- [Action item]: In the data below, find every line that has the string "match", and copy it.

[[ Exercise inputs open ]]

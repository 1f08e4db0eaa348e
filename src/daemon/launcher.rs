//! `hold` mode: reserve a tag, then become the daemon.
//!
//! The launcher binds the reservation, marks it inheritable and `exec`s the
//! daemon command in place. The daemon process (and anything it forks) then
//! owns the reservation, and the kernel releases it when they are all gone.

use super::registry;
use crate::error::{Result, SupervisorError};
use std::os::unix::process::CommandExt;
use std::process::Command;
use tracing::debug;

/// Exit status of a `hold` or `serve` process that lost the reservation
/// race, so the spawning controller reports `AlreadyRunning`.
pub const ALREADY_HELD_STATUS: i32 = 3;

/// Only returns on failure; on success the process image is replaced.
pub fn hold_and_exec(tag: &str, command: &[String]) -> Result<()> {
    let (program, args) = command.split_first().ok_or_else(|| {
        SupervisorError::Configuration("hold requires a command after '--'".to_string())
    })?;

    let reservation = registry::reserve(tag)?;
    reservation.into_inheritable()?;

    debug!("Executing {} {:?} holding '{}'", program, args, tag);
    let err = Command::new(program).args(args).exec();
    Err(SupervisorError::Io(err))
}
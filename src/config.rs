//! Process-wide configuration.
//!
//! Built once at process entry from the command line (plus the optional TOML
//! override file and environment) and then shared read-only by every
//! component.

use crate::clienv;
use crate::error::{Result, SupervisorError};
use crate::paths;
use serde::Deserialize;
use std::fmt;
use std::fs;
use std::path::{Path, PathBuf};
use std::str::FromStr;

pub const DEFAULT_MASTER_PORT: u16 = 8091;
pub const DEFAULT_TREX_DAEMON_PORT: u16 = 8090;
pub const DEFAULT_STL_RPC_PROXY_PORT: u16 = 8095;

const STL_RPC_PROXY_SUBDIR: &str = "automation/trex_control_plane/stl/examples";

/// One of the three supervised roles.
#[derive(Debug, Clone, Copy, PartialEq, Eq, Hash)]
pub enum DaemonRole {
    Supervisor,
    Worker,
    Proxy,
}

impl DaemonRole {
    pub const ALL: [DaemonRole; 3] = [Self::Supervisor, Self::Worker, Self::Proxy];

    /// Name accepted by `--type` and used as the registry tag stem.
    pub fn as_str(&self) -> &'static str {
        match self {
            Self::Supervisor => "master_daemon",
            Self::Worker => "trex_daemon_server",
            Self::Proxy => "stl_rpc_proxy",
        }
    }
}

impl fmt::Display for DaemonRole {
    fn fmt(&self, f: &mut fmt::Formatter<'_>) -> fmt::Result {
        f.write_str(self.as_str())
    }
}

impl FromStr for DaemonRole {
    type Err = SupervisorError;

    fn from_str(s: &str) -> Result<Self> {
        Self::ALL
            .into_iter()
            .find(|role| role.as_str() == s)
            .ok_or_else(|| {
                let known: Vec<&str> = Self::ALL.iter().map(|r| r.as_str()).collect();
                SupervisorError::Configuration(format!(
                    "unknown daemon type '{}', should be one of: {}",
                    s,
                    known.join(", ")
                ))
            })
    }
}

/// External command used to launch the worker or the proxy.
#[derive(Debug, Clone, PartialEq, Eq, Deserialize)]
pub struct DaemonCommand {
    pub name: String,
    pub program: String,
    #[serde(default)]
    pub args: Vec<String>,
    /// Relative paths resolve against the installation directory.
    pub working_dir: Option<PathBuf>,
}

impl DaemonCommand {
    pub fn new(name: impl Into<String>, program: impl Into<String>) -> Self {
        Self {
            name: name.into(),
            program: program.into(),
            args: Vec::new(),
            working_dir: None,
        }
    }

    pub fn args<I, S>(mut self, args: I) -> Self
    where
        I: IntoIterator<Item = S>,
        S: Into<String>,
    {
        self.args = args.into_iter().map(|s| s.into()).collect();
        self
    }

    pub fn working_dir(mut self, dir: impl Into<PathBuf>) -> Self {
        self.working_dir = Some(dir.into());
        self
    }
}

/// Contents of the optional `--config` TOML file.
#[derive(Debug, Default, Deserialize)]
#[serde(deny_unknown_fields)]
pub struct DaemonOverrides {
    pub worker: Option<DaemonCommand>,
    pub proxy: Option<DaemonCommand>,
}

impl DaemonOverrides {
    pub fn load(path: &Path) -> Result<Self> {
        tracing::trace!(path = %path.display(), "Loading daemon overrides");
        let content = fs::read_to_string(path).map_err(|e| {
            SupervisorError::Configuration(format!("failed to read {}: {}", path.display(), e))
        })?;
        toml::from_str(&content).map_err(|e| {
            SupervisorError::Configuration(format!("failed to parse {}: {}", path.display(), e))
        })
    }
}

#[derive(Debug, Clone)]
pub struct SupervisorConfig {
    pub master_port: u16,
    pub trex_daemon_port: u16,
    pub stl_rpc_proxy_port: u16,
    /// Absolute, normalised installation directory.
    pub trex_dir: PathBuf,
    pub allow_update: bool,
    /// Working directory captured at process entry.
    pub launch_dir: PathBuf,
    pub log_dir: PathBuf,
    pub tmp_dir: PathBuf,
    pub temp_root: PathBuf,
    pub config_file: Option<PathBuf>,
    /// Binary re-executed for the internal `serve` and `hold` modes.
    pub launcher: PathBuf,
    pub worker: DaemonCommand,
    pub proxy: DaemonCommand,
}

impl SupervisorConfig {
    /// Defaults for everything but the installation directory, which is
    /// resolved against `launch_dir`.
    pub fn new(trex_dir: &Path, launch_dir: &Path) -> Result<Self> {
        let launcher = std::env::current_exe()?;
        let trex_dir = paths::normalize(launch_dir, trex_dir);
        Ok(Self {
            master_port: DEFAULT_MASTER_PORT,
            trex_daemon_port: DEFAULT_TREX_DAEMON_PORT,
            stl_rpc_proxy_port: DEFAULT_STL_RPC_PROXY_PORT,
            allow_update: false,
            launch_dir: launch_dir.to_path_buf(),
            log_dir: clienv::log_dir(),
            tmp_dir: clienv::tmp_dir(),
            temp_root: clienv::temp_root(),
            config_file: None,
            launcher,
            worker: default_worker(),
            proxy: default_proxy(),
            trex_dir,
        })
    }

    pub fn with_ports(mut self, master: u16, trex_daemon: u16, stl_rpc_proxy: u16) -> Self {
        self.master_port = master;
        self.trex_daemon_port = trex_daemon;
        self.stl_rpc_proxy_port = stl_rpc_proxy;
        self
    }

    pub fn with_allow_update(mut self, allow: bool) -> Self {
        self.allow_update = allow;
        self
    }

    pub fn with_log_dir(mut self, dir: impl Into<PathBuf>) -> Self {
        self.log_dir = dir.into();
        self
    }

    pub fn with_tmp_dir(mut self, dir: impl Into<PathBuf>) -> Self {
        self.tmp_dir = dir.into();
        self
    }

    pub fn with_temp_root(mut self, dir: impl Into<PathBuf>) -> Self {
        self.temp_root = dir.into();
        self
    }

    pub fn with_launcher(mut self, exe: impl Into<PathBuf>) -> Self {
        self.launcher = exe.into();
        self
    }

    pub fn with_worker(mut self, command: DaemonCommand) -> Self {
        self.worker = command;
        self
    }

    pub fn with_proxy(mut self, command: DaemonCommand) -> Self {
        self.proxy = command;
        self
    }

    /// Apply daemon definitions from a TOML file and remember it so the
    /// `serve` child sees the same definitions.
    pub fn with_config_file(mut self, path: &Path) -> Result<Self> {
        let path = paths::normalize(&self.launch_dir, path);
        let overrides = DaemonOverrides::load(&path)?;
        if let Some(worker) = overrides.worker {
            self.worker = worker;
        }
        if let Some(proxy) = overrides.proxy {
            self.proxy = proxy;
        }
        self.config_file = Some(path);
        Ok(self)
    }

    pub fn port_for(&self, role: DaemonRole) -> u16 {
        match role {
            DaemonRole::Supervisor => self.master_port,
            DaemonRole::Worker => self.trex_daemon_port,
            DaemonRole::Proxy => self.stl_rpc_proxy_port,
        }
    }

    pub fn log_file(&self) -> PathBuf {
        self.log_dir.join(clienv::MASTER_LOG_FILE)
    }

    pub fn log_backup_file(&self) -> PathBuf {
        self.log_dir.join(clienv::MASTER_LOG_BACKUP)
    }

    /// Roots the installation directory must live under.
    pub fn allowed_roots(&self) -> Vec<PathBuf> {
        vec![self.launch_dir.clone(), self.temp_root.clone()]
    }

    /// Working directory of an external daemon command.
    pub fn resolve_working_dir(&self, command: &DaemonCommand) -> PathBuf {
        match &command.working_dir {
            Some(dir) => paths::normalize(&self.trex_dir, dir),
            None => self.trex_dir.clone(),
        }
    }

    /// Command-line arguments that make a `serve` child rebuild this config.
    pub fn serve_args(&self) -> Vec<String> {
        let mut args = vec![
            "serve".to_string(),
            "--master-port".to_string(),
            self.master_port.to_string(),
            "--trex-daemon-port".to_string(),
            self.trex_daemon_port.to_string(),
            "--stl-rpc-proxy-port".to_string(),
            self.stl_rpc_proxy_port.to_string(),
            "--trex-dir".to_string(),
            self.trex_dir.display().to_string(),
            "--launch-dir".to_string(),
            self.launch_dir.display().to_string(),
            "--log-dir".to_string(),
            self.log_dir.display().to_string(),
            "--tmp-dir".to_string(),
            self.tmp_dir.display().to_string(),
            "--temp-root".to_string(),
            self.temp_root.display().to_string(),
        ];
        if self.allow_update {
            args.push("--allow-update".to_string());
        }
        if let Some(path) = &self.config_file {
            args.push("--config".to_string());
            args.push(path.display().to_string());
        }
        args
    }
}

fn default_worker() -> DaemonCommand {
    DaemonCommand::new("TRex daemon server", "python3").args(["trex_daemon_server", "start"])
}

fn default_proxy() -> DaemonCommand {
    DaemonCommand::new("Stateless RPC proxy", "su")
        .args([
            "-s",
            "/bin/bash",
            "-c",
            "python3 rpc_proxy_server.py",
            "nobody",
        ])
        .working_dir(STL_RPC_PROXY_SUBDIR)
}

[[ Exercise inputs closed ]]

- [The completed task]:
        match self {
        match role {
        match &command.working_dir {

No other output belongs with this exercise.